Parte terza
Il ruolo della piccola borghesia dopo l’Unità.
Il progetto di Mazzini di creare per il popolo intero una “religione laica”, che avesse nello spirito patriottico il sentimento più forte, attorno alla quale si sarebbe stretta e riconosciuta tutta la Nazione, poteva funzionare se avesse avuto una larga base di consenso tra i ceti meno abbienti e poveri, tra la massa dei diseredati: ma i limiti intrinseci di quella ideologia non permisero il suo diffondersi in tutti gli strati sociali. Inoltre, il processo di “accumulazione originaria”, descritto da Marx, cioè il fenomeno di smantellamento del vecchio sistema di produzione e di costruzione del nuovo, che interessò l’Italia nel periodo 1862-97, non permetteva una crescita equilibrata, senza tensioni sociali acute e senza un elevato costo di sofferenze umane. Il modo in cui avvenne questo processo era la negazione evidente di quel che Mazzini e Gioberti avevano creduto che sarebbe accaduto dopo l’unificazione nazionale: anziché regnare l’armonia tra le classi sociali, i conflitti si acuivano sino a raggiungere alcune punte esplosive.

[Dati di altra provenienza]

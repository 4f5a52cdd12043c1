// ============================================================================
// Currency Units
// ============================================================================

use crate::interfaces::CurrencyCatalog;
use std::borrow::Cow;
use std::collections::HashMap;
use std::fmt;

#[cfg(feature = "serde")]
use serde::{Deserialize, Serialize};

/// A currency, identified by its code.
///
/// `default_fraction_digits` may be negative for pseudo currencies (metals,
/// testing codes) that have no minor unit.
#[derive(Debug, Clone)]
#[cfg_attr(feature = "serde", derive(Serialize, Deserialize))]
pub struct CurrencyUnit {
    code: Cow<'static, str>,
    numeric_code: Option<u16>,
    default_fraction_digits: i32,
}

impl CurrencyUnit {
    pub fn new(code: impl Into<String>, default_fraction_digits: i32) -> Self {
        Self {
            code: Cow::Owned(code.into()),
            numeric_code: None,
            default_fraction_digits,
        }
    }

    const fn iso(code: &'static str, numeric_code: u16, default_fraction_digits: i32) -> Self {
        Self {
            code: Cow::Borrowed(code),
            numeric_code: Some(numeric_code),
            default_fraction_digits,
        }
    }

    pub fn with_numeric_code(mut self, numeric_code: u16) -> Self {
        self.numeric_code = Some(numeric_code);
        self
    }

    #[inline]
    pub fn code(&self) -> &str {
        &self.code
    }

    #[inline]
    pub fn numeric_code(&self) -> Option<u16> {
        self.numeric_code
    }

    #[inline]
    pub fn default_fraction_digits(&self) -> i32 {
        self.default_fraction_digits
    }
}

// Currencies are equal when their codes are
impl PartialEq for CurrencyUnit {
    fn eq(&self, other: &Self) -> bool {
        self.code == other.code
    }
}

impl Eq for CurrencyUnit {}

impl std::hash::Hash for CurrencyUnit {
    fn hash<H: std::hash::Hasher>(&self, state: &mut H) {
        self.code.hash(state);
    }
}

impl fmt::Display for CurrencyUnit {
    fn fmt(&self, f: &mut fmt::Formatter<'_>) -> fmt::Result {
        f.write_str(&self.code)
    }
}

// ============================================================================
// Static Catalog
// ============================================================================

const ISO_CURRENCIES: &[CurrencyUnit] = &[
    CurrencyUnit::iso("USD", 840, 2),
    CurrencyUnit::iso("EUR", 978, 2),
    CurrencyUnit::iso("CHF", 756, 2),
    CurrencyUnit::iso("GBP", 826, 2),
    CurrencyUnit::iso("JPY", 392, 0),
    CurrencyUnit::iso("INR", 356, 2),
    CurrencyUnit::iso("CNY", 156, 2),
    CurrencyUnit::iso("CAD", 124, 2),
    CurrencyUnit::iso("AUD", 36, 2),
    CurrencyUnit::iso("KRW", 410, 0),
    CurrencyUnit::iso("BHD", 48, 3),
    CurrencyUnit::iso("KWD", 414, 3),
    CurrencyUnit::iso("TND", 788, 3),
    CurrencyUnit::iso("CLF", 990, 4),
    CurrencyUnit::iso("XAU", 959, -1),
    CurrencyUnit::iso("XXX", 999, -1),
];

/// In-memory currency catalog seeded with common ISO 4217 codes
#[derive(Debug, Clone)]
pub struct StaticCurrencyCatalog {
    currencies: HashMap<String, CurrencyUnit>,
}

impl StaticCurrencyCatalog {
    /// Catalog with the built-in ISO entries
    pub fn iso() -> Self {
        let currencies = ISO_CURRENCIES
            .iter()
            .map(|c| (c.code().to_string(), c.clone()))
            .collect();
        Self { currencies }
    }

    /// Empty catalog
    pub fn empty() -> Self {
        Self {
            currencies: HashMap::new(),
        }
    }

    /// Add or replace a currency
    pub fn with_currency(mut self, currency: CurrencyUnit) -> Self {
        self.currencies.insert(currency.code().to_string(), currency);
        self
    }

    pub fn len(&self) -> usize {
        self.currencies.len()
    }

    pub fn is_empty(&self) -> bool {
        self.currencies.is_empty()
    }
}

impl Default for StaticCurrencyCatalog {
    fn default() -> Self {
        Self::iso()
    }
}

impl CurrencyCatalog for StaticCurrencyCatalog {
    fn currency(&self, code: &str) -> Option<CurrencyUnit> {
        self.currencies.get(code).cloned()
    }
}
// ============================================================================
// Numeric Normalizer
// Converts any accepted numeric input into a CanonicalDecimal
// ============================================================================

use super::canonical::CanonicalDecimal;
use super::errors::{MonetaryError, MonetaryResult};
use super::number::{NumberLike, NumberValue};
use super::rounding_mode::RoundingMode;
use crate::domain::NumericContext;
use crate::engine::derive_rounding_spec;
use bigdecimal::BigDecimal;
use num_bigint::BigInt;
use std::str::FromStr;

/// Normalize a numeric input into canonical decimal form.
///
/// Exact kinds (integers, decimals, wrapped decimals) convert without loss.
/// Floating-point values go through their shortest round-trip text, so `0.1`
/// becomes `0.1` and not the full binary expansion.
///
/// # Errors
/// `InvalidNumber` for NaN, infinities, exponents beyond
/// [`MAX_EXPONENT`](crate::numeric::MAX_EXPONENT), or a wrapped value that
/// offers neither a decimal, a parseable text, nor a finite `f64`.
///
/// # Example
/// ```
/// use monetary_amount::numeric::normalize;
/// use num_bigint::BigInt;
///
/// let x = normalize(12.50).unwrap();
/// assert_eq!(x.scale(), 1);
/// assert_eq!(x.unscaled(), BigInt::from(125));
/// ```
pub fn normalize(input: impl Into<NumberLike>) -> MonetaryResult<CanonicalDecimal> {
    let input = input.into();
    tracing::trace!(kind = input.kind(), "normalizing numeric input");

    let raw = match input {
        NumberLike::Canonical(value) => return Ok(value),
        NumberLike::Wrapped(value) => from_wrapped(value.as_ref())?,
        NumberLike::Integral(value) => BigDecimal::new(BigInt::from(value), 0),
        NumberLike::Floating(value) => from_floating(value)?,
        NumberLike::BigInteger(value) => BigDecimal::new(value, 0),
        NumberLike::Decimal(value) => value,
    };

    CanonicalDecimal::from_big_decimal(raw)
}

/// Normalize, then apply the context's math-context override if it has one.
///
/// Without an override the result equals [`normalize`]. With one, the value is
/// rounded to the override's significant digits; half-even is the fallback mode.
pub fn normalize_with_context(
    input: impl Into<NumberLike>,
    context: &NumericContext,
) -> MonetaryResult<CanonicalDecimal> {
    let value = normalize(input)?;
    if context.attributes().math_context().is_none() {
        return Ok(value);
    }

    let math_context = derive_rounding_spec(context, Some(RoundingMode::HalfEven));
    Ok(value.round_with(&math_context))
}

fn from_floating(value: f64) -> MonetaryResult<BigDecimal> {
    if !value.is_finite() {
        return Err(MonetaryError::InvalidNumber(value.to_string()));
    }
    // f64 Display is the shortest text that round-trips, never exponent form
    let text = value.to_string();
    BigDecimal::from_str(&text).map_err(|_| MonetaryError::InvalidNumber(text))
}

fn from_wrapped(value: &dyn NumberValue) -> MonetaryResult<BigDecimal> {
    if let Some(decimal) = value.decimal_value() {
        return Ok(decimal);
    }

    let text = value.to_string();
    if let Ok(decimal) = BigDecimal::from_str(text.trim()) {
        return Ok(decimal);
    }

    match value.to_f64() {
        Some(approx) => {
            tracing::warn!(text = %text, "falling back to floating-point conversion");
            from_floating(approx)
        }
        None => Err(MonetaryError::InvalidNumber(text)),
    }
}

// ============================================================================
// Tests
// ============================================================================
// ============================================================================
// Monetary Errors
// Error types shared by normalization, rounding and provider resolution
// ============================================================================

use thiserror::Error;

/// Errors that can occur while creating, normalizing or rounding amounts.
#[derive(Debug, Clone, PartialEq, Eq, Error)]
pub enum MonetaryError {
    /// A required argument (currency, rounding mode, number) was not supplied
    #[error("missing argument: {0} is required")]
    MissingArgument(&'static str),

    /// No normalization path could interpret the input
    #[error("invalid number: {0}")]
    InvalidNumber(String),

    /// Two amounts with different currency codes were combined or compared
    #[error("currency mismatch: {expected}/{found}")]
    CurrencyMismatch { expected: String, found: String },

    /// An amount type cannot satisfy the required context or hold the number
    #[error("incompatible context for {amount_type}: required={required}, maximal={maximal}")]
    IncompatibleContext {
        amount_type: String,
        required: String,
        maximal: String,
    },

    /// No registered provider is compatible with the required context
    #[error("no amount provider matches context {0}")]
    NoMatchingProvider(String),

    /// The currency catalog does not know the requested code
    #[error("unknown currency: {0}")]
    UnknownCurrency(String),

    /// Factory or registry configuration is inconsistent
    #[error("invalid configuration: {0}")]
    InvalidConfig(String),
}

/// Result type alias for monetary operations
pub type MonetaryResult<T> = Result<T, MonetaryError>;
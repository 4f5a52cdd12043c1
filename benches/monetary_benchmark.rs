// ============================================================================
// Monetary Amount Benchmarks
// ============================================================================
//
// Benchmark Categories:
// 1. Normalization - each numeric input kind into a CanonicalDecimal
// 2. Rounding - currency rounding of canonical amounts
// 3. Resolution - provider selection over built-in and larger registries
// ============================================================================

use bigdecimal::BigDecimal;
use criterion::{criterion_group, criterion_main, BenchmarkId, Criterion};
use monetary_amount::prelude::*;
use num_bigint::BigInt;
use std::hint::black_box;
use std::str::FromStr;

// ============================================================================
// Normalization Benchmarks
// ============================================================================

fn benchmark_normalize(c: &mut Criterion) {
    let mut group = c.benchmark_group("normalize");

    group.bench_function("integral", |b| b.iter(|| normalize(black_box(1_234_567i64))));

    group.bench_function("floating", |b| {
        b.iter(|| normalize(black_box(123456789101112.123456f64)))
    });

    let big = BigInt::from_str("123456789012345678901234567890").unwrap();
    group.bench_function("big_integer", |b| {
        b.iter(|| normalize(black_box(big.clone())))
    });

    let decimal = BigDecimal::from_str("1234.5678900000").unwrap();
    group.bench_function("big_decimal_trailing_zeros", |b| {
        b.iter(|| normalize(black_box(decimal.clone())))
    });

    let fixed = rust_decimal::Decimal::new(1_234_500, 4);
    group.bench_function("rust_decimal", |b| b.iter(|| normalize(black_box(fixed))));

    group.finish();
}

// ============================================================================
// Rounding Benchmarks
// ============================================================================

fn benchmark_rounding(c: &mut Criterion) {
    let mut group = c.benchmark_group("rounding");
    let chf = CurrencyUnit::new("CHF", 2);
    let amount = Money::new(chf.clone(), 123456789.987654321).unwrap();

    for mode in [RoundingMode::HalfUp, RoundingMode::HalfEven, RoundingMode::Floor] {
        let rounding = DefaultRounding::for_currency_with_mode(&chf, mode);
        group.bench_with_input(
            BenchmarkId::new("currency_scale", mode),
            &rounding,
            |b, rounding| b.iter(|| black_box(&amount).with(rounding)),
        );
    }

    group.finish();
}

// ============================================================================
// Resolution Benchmarks
// ============================================================================

fn benchmark_resolution(c: &mut Criterion) {
    let mut group = c.benchmark_group("resolve_type");
    let required = NumericContext::builder()
        .with_precision(12)
        .with_max_scale(2)
        .with_flavor(AmountFlavor::Precision)
        .build();

    for extra in [0usize, 8, 64] {
        let mut providers = ProviderDescriptor::builtin();
        for i in 0..extra {
            let context = NumericContext::builder()
                .with_precision(20 + i as u32)
                .with_max_scale(i as i32 % 10)
                .build();
            providers.push(ProviderDescriptor::new(
                AmountType::new(format!("Custom{}", i)),
                context.clone(),
                context,
            ));
        }

        group.bench_with_input(
            BenchmarkId::new("providers", providers.len()),
            &providers,
            |b, providers| {
                b.iter(|| resolve_type(Some(black_box(&required)), providers, &AmountType::MONEY))
            },
        );
    }

    group.finish();
}

criterion_group!(
    benches,
    benchmark_normalize,
    benchmark_rounding,
    benchmark_resolution
);
criterion_main!(benches);
// ============================================================================
// Currency Catalog Interface
// Lookup of currency units by code
// ============================================================================

use crate::domain::CurrencyUnit;
use crate::numeric::{MonetaryError, MonetaryResult};

/// Source of currency units, e.g. an ISO 4217 table
pub trait CurrencyCatalog: Send + Sync {
    /// Look up a currency by code
    fn currency(&self, code: &str) -> Option<CurrencyUnit>;

    /// Look up a currency, failing with `UnknownCurrency`
    fn require(&self, code: &str) -> MonetaryResult<CurrencyUnit> {
        self.currency(code)
            .ok_or_else(|| MonetaryError::UnknownCurrency(code.to_string()))
    }
}
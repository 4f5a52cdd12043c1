// ============================================================================
// Numeric Inputs
// Closed set of numeric kinds accepted by the normalizer
// ============================================================================

use super::canonical::CanonicalDecimal;
use bigdecimal::BigDecimal;
use num_bigint::BigInt;
use std::fmt;
use std::str::FromStr;
use std::sync::Arc;

/// A value that already carries (or can describe) a decimal number.
///
/// Implementors are unwrapped through [`decimal_value`](Self::decimal_value)
/// first. When that returns `None` the normalizer parses the `Display` text,
/// and as a last resort converts [`to_f64`](Self::to_f64).
pub trait NumberValue: fmt::Debug + fmt::Display + Send + Sync {
    /// Exact decimal accessor
    fn decimal_value(&self) -> Option<BigDecimal>;

    /// Binary floating-point approximation, used only when nothing else works
    fn to_f64(&self) -> Option<f64> {
        None
    }
}

impl NumberValue for rust_decimal::Decimal {
    fn decimal_value(&self) -> Option<BigDecimal> {
        Some(BigDecimal::new(
            BigInt::from(self.mantissa()),
            i64::from(self.scale()),
        ))
    }

    fn to_f64(&self) -> Option<f64> {
        use rust_decimal::prelude::ToPrimitive;
        ToPrimitive::to_f64(self)
    }
}

/// Every numeric kind the normalizer understands.
#[derive(Debug, Clone)]
pub enum NumberLike {
    /// Fixed-width whole numbers (all primitive integers up to 64 bits, and i128)
    Integral(i128),
    /// Binary floating point
    Floating(f64),
    /// Arbitrary-width whole numbers
    BigInteger(BigInt),
    /// Arbitrary-precision decimal, not yet canonical
    Decimal(BigDecimal),
    /// Already canonical; passed through untouched
    Canonical(CanonicalDecimal),
    /// Decimal-capable wrapper with its own accessor
    Wrapped(Arc<dyn NumberValue>),
}

impl NumberLike {
    /// Wrap any [`NumberValue`] implementor.
    pub fn wrap<V: NumberValue + 'static>(value: V) -> Self {
        NumberLike::Wrapped(Arc::new(value))
    }

    /// Short name of the kind, for logging.
    pub fn kind(&self) -> &'static str {
        match self {
            NumberLike::Integral(_) => "integral",
            NumberLike::Floating(_) => "floating",
            NumberLike::BigInteger(_) => "big-integer",
            NumberLike::Decimal(_) => "decimal",
            NumberLike::Canonical(_) => "canonical",
            NumberLike::Wrapped(_) => "wrapped",
        }
    }
}

macro_rules! impl_from_integral {
    ($($t:ty),*) => {
        $(
            impl From<$t> for NumberLike {
                #[inline]
                fn from(value: $t) -> Self {
                    NumberLike::Integral(i128::from(value))
                }
            }
        )*
    };
}

impl_from_integral!(i8, i16, i32, i64, i128, u8, u16, u32, u64);

impl From<isize> for NumberLike {
    #[inline]
    fn from(value: isize) -> Self {
        NumberLike::Integral(value as i128)
    }
}

impl From<usize> for NumberLike {
    #[inline]
    fn from(value: usize) -> Self {
        NumberLike::Integral(value as i128)
    }
}

impl From<u128> for NumberLike {
    fn from(value: u128) -> Self {
        NumberLike::BigInteger(BigInt::from(value))
    }
}

impl From<f64> for NumberLike {
    #[inline]
    fn from(value: f64) -> Self {
        NumberLike::Floating(value)
    }
}

impl From<f32> for NumberLike {
    /// Goes through the shortest `f32` text so `0.1f32` does not widen to
    /// `0.100000001490116...`.
    fn from(value: f32) -> Self {
        let widened = f64::from_str(&value.to_string()).unwrap_or(f64::from(value));
        NumberLike::Floating(widened)
    }
}

impl From<BigInt> for NumberLike {
    fn from(value: BigInt) -> Self {
        NumberLike::BigInteger(value)
    }
}

impl From<BigDecimal> for NumberLike {
    fn from(value: BigDecimal) -> Self {
        NumberLike::Decimal(value)
    }
}

impl From<CanonicalDecimal> for NumberLike {
    fn from(value: CanonicalDecimal) -> Self {
        NumberLike::Canonical(value)
    }
}

impl From<&CanonicalDecimal> for NumberLike {
    fn from(value: &CanonicalDecimal) -> Self {
        NumberLike::Canonical(value.clone())
    }
}

impl From<rust_decimal::Decimal> for NumberLike {
    fn from(value: rust_decimal::Decimal) -> Self {
        NumberLike::wrap(value)
    }
}

impl From<Arc<dyn NumberValue>> for NumberLike {
    fn from(value: Arc<dyn NumberValue>) -> Self {
        NumberLike::Wrapped(value)
    }
}
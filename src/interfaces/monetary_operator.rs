// ============================================================================
// Monetary Operator Interface
// Defines the contract for amount-to-amount transformations
// ============================================================================

use crate::domain::Money;

/// Pure transformation of an amount (rounding, currency-preserving adjustments).
///
/// Implementations must not mutate the input and must be shareable across
/// threads. Closures `Fn(&Money) -> Money` are operators as well.
pub trait MonetaryOperator: Send + Sync {
    /// Produce a new amount from `amount`
    fn apply(&self, amount: &Money) -> Money;
}

impl<F> MonetaryOperator for F
where
    F: Fn(&Money) -> Money + Send + Sync,
{
    fn apply(&self, amount: &Money) -> Money {
        self(amount)
    }
}
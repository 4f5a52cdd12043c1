// ============================================================================
// Provider Registry
// Copy-on-write list of registered amount providers
// ============================================================================

use crate::domain::{AmountType, ProviderDescriptor};
use crate::interfaces::ProviderSource;
use crate::numeric::{MonetaryError, MonetaryResult};
use parking_lot::RwLock;
use std::sync::Arc;

/// Thread-safe registry of provider descriptors.
///
/// Readers get an `Arc` snapshot and never hold the lock while resolving;
/// registration swaps in a new snapshot.
#[derive(Debug)]
pub struct ProviderRegistry {
    providers: RwLock<Arc<[ProviderDescriptor]>>,
}

impl ProviderRegistry {
    /// Empty registry
    pub fn new() -> Self {
        Self {
            providers: RwLock::new(Arc::from(Vec::new())),
        }
    }

    /// Registry holding `Money`, `FastMoney` and `RoundedMoney`
    pub fn with_builtin_providers() -> Self {
        Self {
            providers: RwLock::new(Arc::from(ProviderDescriptor::builtin())),
        }
    }

    /// Append a provider.
    ///
    /// # Errors
    /// `InvalidConfig` if a provider with the same amount type is registered.
    pub fn register(&self, descriptor: ProviderDescriptor) -> MonetaryResult<()> {
        let mut guard = self.providers.write();
        if guard.iter().any(|p| p.amount_type() == descriptor.amount_type()) {
            return Err(MonetaryError::InvalidConfig(format!(
                "Amount type {} is already registered",
                descriptor.amount_type()
            )));
        }

        tracing::debug!(amount_type = %descriptor.amount_type(), "registering amount provider");
        let mut next = guard.to_vec();
        next.push(descriptor);
        *guard = Arc::from(next);
        Ok(())
    }

    /// Current providers in registration order
    pub fn snapshot(&self) -> Arc<[ProviderDescriptor]> {
        Arc::clone(&self.providers.read())
    }

    /// Descriptor registered for `amount_type`
    pub fn find(&self, amount_type: &AmountType) -> Option<ProviderDescriptor> {
        self.providers
            .read()
            .iter()
            .find(|p| p.amount_type() == amount_type)
            .cloned()
    }

    pub fn len(&self) -> usize {
        self.providers.read().len()
    }

    pub fn is_empty(&self) -> bool {
        self.providers.read().is_empty()
    }
}

impl Default for ProviderRegistry {
    fn default() -> Self {
        Self::with_builtin_providers()
    }
}

impl ProviderSource for ProviderRegistry {
    fn providers(&self) -> Arc<[ProviderDescriptor]> {
        self.snapshot()
    }
}
// ============================================================================
// Interfaces Module
// Contains all trait definitions and contracts
// ============================================================================

mod currency_catalog;
mod format_token;
mod monetary_operator;
mod provider_source;

pub use currency_catalog::CurrencyCatalog;
pub use format_token::{FormatError, FormatToken, ParseContext};
pub use monetary_operator::MonetaryOperator;
pub use provider_source::ProviderSource;
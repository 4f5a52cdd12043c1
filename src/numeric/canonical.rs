// ============================================================================
// Canonical Decimal
// The single arbitrary-precision representation every component works on
// ============================================================================

use super::errors::{MonetaryError, MonetaryResult};
use super::rounding_mode::{MathContext, RoundingMode};
use bigdecimal::BigDecimal;
use num_bigint::{BigInt, Sign};
use num_traits::{Signed, Zero};
use std::fmt;
use std::num::NonZeroU64;

#[cfg(feature = "serde")]
use serde::{Deserialize, Serialize};

/// Largest accepted exponent magnitude, in either direction.
pub const MAX_EXPONENT: i64 = i32::MAX as i64;

/// Arbitrary-precision decimal in canonical form.
///
/// Stored as an unscaled [`BigInt`] and a scale (`value = unscaled × 10^-scale`).
///
/// # Invariants
/// - zero is always unscaled `0` with scale `0`
/// - the scale is never negative and never above [`MAX_EXPONENT`]
/// - a value with scale > 0 has no trailing zero in its fractional part
///
/// Together these make the representation unique per numeric value, so
/// structural equality and hashing agree with numeric equality.
///
/// # Example
/// ```
/// use monetary_amount::numeric::CanonicalDecimal;
/// use num_bigint::BigInt;
///
/// let x = CanonicalDecimal::new(BigInt::from(12_500), 3).unwrap(); // 12.500
/// assert_eq!(x.scale(), 1);
/// assert_eq!(x.unscaled(), BigInt::from(125));
/// assert_eq!(x.to_string(), "12.5");
/// ```
#[derive(Clone, PartialEq, Eq, Hash, PartialOrd, Ord)]
#[cfg_attr(feature = "serde", derive(Serialize, Deserialize))]
#[cfg_attr(feature = "serde", serde(try_from = "BigDecimal", into = "BigDecimal"))]
pub struct CanonicalDecimal(BigDecimal);

/// Strip trailing zeros and lift a negative exponent to scale 0.
///
/// The exponent of `value` must already be within [`MAX_EXPONENT`].
fn canonicalize(value: BigDecimal) -> BigDecimal {
    if value.is_zero() {
        return BigDecimal::zero();
    }

    let value = value.normalized();
    if value.as_bigint_and_exponent().1 < 0 {
        value.with_scale(0)
    } else {
        value
    }
}

/// Reject exponents the canonical form cannot hold.
fn check_exponent(value: &BigDecimal) -> MonetaryResult<()> {
    let (unscaled, scale) = value.as_bigint_and_exponent();
    if (-MAX_EXPONENT..=MAX_EXPONENT).contains(&scale) {
        return Ok(());
    }

    let sign = if scale > 0 { '-' } else { '+' };
    Err(MonetaryError::InvalidNumber(format!(
        "{}E{}{}",
        unscaled,
        sign,
        scale.unsigned_abs()
    )))
}

impl CanonicalDecimal {
    /// Create from an unscaled value and a scale, canonicalizing the result.
    ///
    /// # Errors
    /// `InvalidNumber` if the stripped exponent exceeds [`MAX_EXPONENT`].
    pub fn new(unscaled: BigInt, scale: i64) -> MonetaryResult<Self> {
        Self::from_big_decimal(BigDecimal::new(unscaled, scale))
    }

    /// The canonical zero (unscaled 0, scale 0).
    pub fn zero() -> Self {
        Self(BigDecimal::zero())
    }

    /// Canonicalize an arbitrary [`BigDecimal`].
    ///
    /// # Errors
    /// `InvalidNumber` if the stripped exponent exceeds [`MAX_EXPONENT`].
    pub fn from_big_decimal(value: BigDecimal) -> MonetaryResult<Self> {
        if value.is_zero() {
            return Ok(Self::zero());
        }

        let value = value.normalized();
        check_exponent(&value)?;
        Ok(Self(canonicalize(value)))
    }

    // ========================================================================
    // Accessors
    // ========================================================================

    /// The unscaled digits including sign.
    pub fn unscaled(&self) -> BigInt {
        self.0.as_bigint_and_exponent().0
    }

    /// Number of fractional digits. Never negative.
    pub fn scale(&self) -> i64 {
        self.0.as_bigint_and_exponent().1
    }

    /// Number of significant digits in the unscaled value.
    pub fn precision(&self) -> u64 {
        if self.is_zero() {
            return 1;
        }
        self.0.digits()
    }

    /// -1, 0 or 1
    pub fn signum(&self) -> i8 {
        match self.0.sign() {
            Sign::Minus => -1,
            Sign::NoSign => 0,
            Sign::Plus => 1,
        }
    }

    #[inline]
    pub fn is_zero(&self) -> bool {
        self.signum() == 0
    }

    /// Borrow as a [`BigDecimal`].
    #[inline]
    pub fn as_big_decimal(&self) -> &BigDecimal {
        &self.0
    }

    #[inline]
    pub fn into_big_decimal(self) -> BigDecimal {
        self.0
    }

    // ========================================================================
    // Rounding
    // ========================================================================

    /// Round to at most `scale` fractional digits.
    ///
    /// Values that already fit are returned unchanged, so rounding is
    /// idempotent for a fixed scale and mode.
    pub fn round_to_scale(&self, scale: u32, mode: RoundingMode) -> Self {
        let current = self.scale();
        let target = i64::from(scale);
        if current <= target {
            return self.clone();
        }

        // Every digit sits below a tenth of the last kept place
        let digits = i64::try_from(self.precision()).unwrap_or(i64::MAX);
        if current - target > digits {
            return self.round_below_tenth(target, mode);
        }

        Self(canonicalize(self.0.with_scale_round(target, mode.into())))
    }

    /// Round to at most `precision` significant digits. 0 leaves the value as is.
    pub fn round_to_precision(&self, precision: u32, mode: RoundingMode) -> Self {
        let Some(precision) = NonZeroU64::new(u64::from(precision)) else {
            return self.clone();
        };
        if self.precision() <= precision.get() {
            return self.clone();
        }

        Self(canonicalize(self.0.with_precision_round(precision, mode.into())))
    }

    /// Round with a [`MathContext`] (precision + mode).
    #[inline]
    pub fn round_with(&self, math_context: &MathContext) -> Self {
        self.round_to_precision(math_context.precision(), math_context.rounding_mode())
    }

    /// Result of rounding a non-zero value smaller than a tenth of one unit
    /// at `scale`: only the directed modes pointing away from zero move it.
    fn round_below_tenth(&self, scale: i64, mode: RoundingMode) -> Self {
        let negative = self.signum() < 0;
        let away_from_zero = match mode {
            RoundingMode::Up => true,
            RoundingMode::Ceiling => !negative,
            RoundingMode::Floor => negative,
            RoundingMode::Down
            | RoundingMode::HalfUp
            | RoundingMode::HalfDown
            | RoundingMode::HalfEven => false,
        };

        if !away_from_zero {
            return Self::zero();
        }
        let unit = if negative { -1 } else { 1 };
        Self(canonicalize(BigDecimal::new(BigInt::from(unit), scale)))
    }
}

impl Default for CanonicalDecimal {
    fn default() -> Self {
        Self::zero()
    }
}

// ============================================================================
// Display and Debug
// ============================================================================

impl fmt::Display for CanonicalDecimal {
    /// Plain notation, never exponent form.
    fn fmt(&self, f: &mut fmt::Formatter<'_>) -> fmt::Result {
        let (unscaled, scale) = self.0.as_bigint_and_exponent();
        let digits = unscaled.abs().to_str_radix(10);
        let sign = if unscaled.is_negative() { "-" } else { "" };
        let scale = scale.max(0) as usize;

        if scale == 0 {
            write!(f, "{}{}", sign, digits)
        } else if digits.len() > scale {
            let (int_part, frac_part) = digits.split_at(digits.len() - scale);
            write!(f, "{}{}.{}", sign, int_part, frac_part)
        } else {
            write!(f, "{}0.{:0>width$}", sign, digits, width = scale)
        }
    }
}

impl fmt::Debug for CanonicalDecimal {
    fn fmt(&self, f: &mut fmt::Formatter<'_>) -> fmt::Result {
        write!(
            f,
            "CanonicalDecimal({}, unscaled={}, scale={})",
            self,
            self.unscaled(),
            self.scale()
        )
    }
}

impl TryFrom<BigDecimal> for CanonicalDecimal {
    type Error = MonetaryError;

    fn try_from(value: BigDecimal) -> MonetaryResult<Self> {
        Self::from_big_decimal(value)
    }
}

impl From<CanonicalDecimal> for BigDecimal {
    fn from(value: CanonicalDecimal) -> Self {
        value.0
    }
}

// ============================================================================
// Tests
// ============================================================================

Nel momento stesso in cui l’Italia si avviava ad essere un paese industrializzato, i conflitti non potevano essere in nessun modo evitati. Tanto più che si trattava di decidere chi doveva sopportare il costo più pesante di questo processo di accumulazione. In questo senso è chiaro che la decisione spettava a quello schieramento moderato che aveva vinto politicamente e militarmente la battaglia risorgimentale, per cui non era difficile intuire chi infine ne avesse sopportato il peso maggiore. Ma, tornando per un momento al concetto gramsciano di “crisi organica” e a quello relativo di scomposizione e di ricomposizione di un sistema sociale, possiamo dire che, come era prevedibile, quel processo, dopo l’unificazione d’Italia, subì una forte accelerazione. Sta di fatto che questo processo, contrariamente a quanto era avvenuto in Inghilterra, in Italia ebbe un aspetto particolare: ci fu bisogno di un massiccio intervento dello Stato sia nel settore delle opere pubbliche che in quello industriale (le acciaierie di Terni) per motivi strategico-militari. In che modo si concretizzò l’intervento dello Stato?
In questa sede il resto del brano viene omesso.